Omar's family stopped eating food cooked by Mecca, and insisted that she eat elsewhere, because of the persistent smell that followed her. Nobody in Omar's village had ever had fistula before, but Omar decided to take his wife to Al-Fasher to see if the condition could be treated.

"It's only [100 miles] from Kabkabya to Al-Fasher, so it should only be an hour's drive," says Omar. But instead, the journey took three days, as the rainy season turned the sandy tracks into slush, and as armed bandits targeted Omar's car, stealing everything his small family had. "They took all our belongings, except money that Mecca tied to her body, under her dress."

Once the family reached Al Fasher, Mecca waited four months to receive surgical treatment. But even at the Saudi Hospital, there was a kind of ostracism for fistula patients. Complaints from other patients, who had come to give birth, forced doctors to move fistula patients out into the open dusty field behind the hospital.

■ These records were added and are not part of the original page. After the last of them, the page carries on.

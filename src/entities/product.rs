use chrono::{DateTime, Utc};
use sea_orm::entity::prelude::*;
use serde::{Deserialize, Serialize};
use uuid::Uuid;

/// Catalog product. Prices are integer minor units.
#[derive(Clone, Debug, PartialEq, Eq, DeriveEntityModel, Serialize, Deserialize)]
#[sea_orm(table_name = "products")]
pub struct Model {
    #[sea_orm(primary_key, auto_increment = false)]
    pub id: Uuid,
    pub vendor_id: Uuid,
    pub name: String,
    #[sea_orm(nullable)]
    pub category: Option<String>,
    pub price: i64,
    pub is_active: bool,
    pub created_at: DateTime<Utc>,
    pub updated_at: DateTime<Utc>,
}

#[derive(Copy, Clone, Debug, EnumIter, DeriveRelation)]
pub enum Relation {
    #[sea_orm(
        belongs_to = "super::vendor::Entity",
        from = "Column::VendorId",
        to = "super::vendor::Column::Id"
    )]
    Vendor,
    #[sea_orm(has_many = "super::product_variant::Entity")]
    Variants,
}

impl Related<super::vendor::Entity> for Entity {
    fn to() -> RelationDef {
        Relation::Vendor.def()
    }
}

impl Related<super::product_variant::Entity> for Entity {
    fn to() -> RelationDef {
        Relation::Variants.def()
    }
}

impl ActiveModelBehavior for ActiveModel {}
use crate::{
    entities::{
        commission_rule::{self, CommissionScope},
        CommissionRule, CommissionRuleModel,
    },
    errors::ServiceError,
};
use chrono::{DateTime, Utc};
use rust_decimal::{prelude::ToPrimitive, Decimal};
use sea_orm::{
    ActiveModelTrait, ColumnTrait, Condition, ConnectionTrait, DatabaseConnection, EntityTrait,
    QueryFilter, QueryOrder, Set,
};
use serde::{Deserialize, Serialize};
use std::sync::Arc;
use uuid::Uuid;
use validator::Validate;

/// Result of resolving the platform commission for a transaction.
#[derive(Debug, Clone, Serialize)]
pub struct CommissionBreakdown {
    pub commission_amount: i64,
    pub net_amount: i64,
    pub rule_applied: Option<CommissionRuleModel>,
}

/// `floor(amount * percentage) + fixed`, clamped to `[0, amount]` so
/// the platform can never take more than the transaction itself.
pub fn compute_commission(amount: i64, percentage: Decimal, fixed_amount: i64) -> i64 {
    if amount <= 0 {
        return 0;
    }
    let cut = (Decimal::from(amount) * percentage)
        .floor()
        .to_i64()
        .unwrap_or(0);
    (cut + fixed_amount).clamp(0, amount)
}

#[derive(Debug, Deserialize, Validate)]
pub struct CreateRuleInput {
    pub scope: CommissionScope,
    pub store_id: Option<Uuid>,
    pub category: Option<String>,
    /// Fraction of the amount (0.05 = 5%)
    pub percentage: Decimal,
    #[serde(default)]
    pub fixed_amount: i64,
    pub starts_at: Option<DateTime<Utc>>,
    pub ends_at: Option<DateTime<Utc>>,
}

/// Commission resolver. Rule lookup walks Store > Category > Global;
/// within a tier the newest active rule inside its date window wins.
/// The computation itself is pure ([`compute_commission`]); persisting
/// the audit record is the caller's job.
#[derive(Clone)]
pub struct CommissionService {
    db: Arc<DatabaseConnection>,
}

impl CommissionService {
    pub fn new(db: Arc<DatabaseConnection>) -> Self {
        Self { db }
    }

    pub async fn resolve(
        &self,
        store_id: Option<Uuid>,
        category: Option<&str>,
        amount: i64,
    ) -> Result<CommissionBreakdown, ServiceError> {
        Self::resolve_on(&*self.db, store_id, category, amount).await
    }

    /// Resolve on any connection so checkout can run it inside its
    /// transaction.
    pub async fn resolve_on<C: ConnectionTrait>(
        conn: &C,
        store_id: Option<Uuid>,
        category: Option<&str>,
        amount: i64,
    ) -> Result<CommissionBreakdown, ServiceError> {
        let now = Utc::now();

        let mut rule = None;
        if let Some(store_id) = store_id {
            rule = Self::find_rule(conn, CommissionScope::Store, now, |q| {
                q.filter(commission_rule::Column::StoreId.eq(store_id))
            })
            .await?;
        }
        if rule.is_none() {
            if let Some(category) = category {
                rule = Self::find_rule(conn, CommissionScope::Category, now, |q| {
                    q.filter(commission_rule::Column::Category.eq(category))
                })
                .await?;
            }
        }
        if rule.is_none() {
            rule = Self::find_rule(conn, CommissionScope::Global, now, |q| q).await?;
        }

        let commission_amount = match &rule {
            Some(rule) => compute_commission(amount, rule.percentage, rule.fixed_amount),
            None => 0,
        };

        Ok(CommissionBreakdown {
            commission_amount,
            net_amount: amount - commission_amount,
            rule_applied: rule,
        })
    }

    async fn find_rule<C: ConnectionTrait>(
        conn: &C,
        scope: CommissionScope,
        now: DateTime<Utc>,
        narrow: impl FnOnce(sea_orm::Select<CommissionRule>) -> sea_orm::Select<CommissionRule>,
    ) -> Result<Option<CommissionRuleModel>, ServiceError> {
        let query = CommissionRule::find()
            .filter(commission_rule::Column::Scope.eq(scope))
            .filter(commission_rule::Column::IsActive.eq(true))
            .filter(
                Condition::any()
                    .add(commission_rule::Column::StartsAt.is_null())
                    .add(commission_rule::Column::StartsAt.lte(now)),
            )
            .filter(
                Condition::any()
                    .add(commission_rule::Column::EndsAt.is_null())
                    .add(commission_rule::Column::EndsAt.gte(now)),
            )
            .order_by_desc(commission_rule::Column::CreatedAt);

        Ok(narrow(query).one(conn).await?)
    }

    pub async fn create_rule(
        &self,
        input: CreateRuleInput,
    ) -> Result<CommissionRuleModel, ServiceError> {
        input.validate()?;
        if input.percentage < Decimal::ZERO || input.percentage > Decimal::ONE {
            return Err(ServiceError::Validation(
                "percentage must be a fraction between 0 and 1".into(),
            ));
        }
        match input.scope {
            CommissionScope::Store if input.store_id.is_none() => {
                return Err(ServiceError::Validation(
                    "store-scoped rules require a store_id".into(),
                ));
            }
            CommissionScope::Category if input.category.is_none() => {
                return Err(ServiceError::Validation(
                    "category-scoped rules require a category".into(),
                ));
            }
            _ => {}
        }

        let rule = commission_rule::ActiveModel {
            id: Set(Uuid::new_v4()),
            scope: Set(input.scope),
            store_id: Set(input.store_id),
            category: Set(input.category),
            percentage: Set(input.percentage),
            fixed_amount: Set(input.fixed_amount),
            starts_at: Set(input.starts_at),
            ends_at: Set(input.ends_at),
            is_active: Set(true),
            created_at: Set(Utc::now()),
        };
        Ok(rule.insert(&*self.db).await?)
    }
}

#[cfg(test)]
mod tests {
    use super::*;
    use rust_decimal_macros::dec;

    #[test]
    fn commission_is_floor_of_percentage_plus_fixed() {
        // 5% of 10_099 = 504.95, floors to 504; plus 100 fixed
        assert_eq!(compute_commission(10_099, dec!(0.05), 100), 604);
    }

    #[test]
    fn commission_never_exceeds_amount() {
        assert_eq!(compute_commission(100, dec!(0.50), 1_000), 100);
        assert_eq!(compute_commission(100, dec!(2.0), 0), 100);
    }

    #[test]
    fn commission_never_negative() {
        assert_eq!(compute_commission(100, dec!(0.0), -50), 0);
        assert_eq!(compute_commission(0, dec!(0.10), 50), 0);
        assert_eq!(compute_commission(-500, dec!(0.10), 0), 0);
    }

    #[test]
    fn zero_rule_zero_commission() {
        assert_eq!(compute_commission(10_000, Decimal::ZERO, 0), 0);
    }
}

Nearly a year after leaving his village, Omar is now preparing to return home, with his wife and sons. She is well now, he says, and his family has sheepishly agreed that she can return home "if she is OK."

"They didn't help us in all those months, and neither did her family," says Omar, with no hint of bitterness. "I think this is just fate, for her and for my family. I don't have any bad thing in my heart for my family."